*** Opening Information given ***

#![forbid(unsafe_code)]

//! Runtime: observable state containers and derived views.
//!
//! A [`StateHandler`] owns one immutable snapshot of a value and replaces it
//! on every update. Observers registered on the handler, and on any
//! [`StateView`] derived from it, are told about structural changes only.

pub mod config;
pub mod error;
pub mod reactive;

pub use config::HandlerConfig;
pub use error::{Result, StateError};
pub use reactive::{
    Notify, Observable, ObserverId, StateHandler, StateView, Subscription, ViewKind,
    WeakStateHandler,
};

*** Closing Information given ***

### What the task requires
Each line of the listing is to be reproduced verbatim.

### Task output
#![forbid(unsafe_code)]

//! Runtime: observable state containers and derived views.
//!
//! A [`StateHandler`] owns one immutable snapshot of a value and replaces it
//! on every update. Observers registered on the handler, and on any
//! [`StateView`] derived from it, are told about structural changes only.

pub mod config;
pub mod error;
pub mod reactive;

pub use config::HandlerConfig;
pub use error::{Result, StateError};
pub use reactive::{
    Notify, Observable, ObserverId, StateHandler, StateView, Subscription, ViewKind,
    WeakStateHandler,
};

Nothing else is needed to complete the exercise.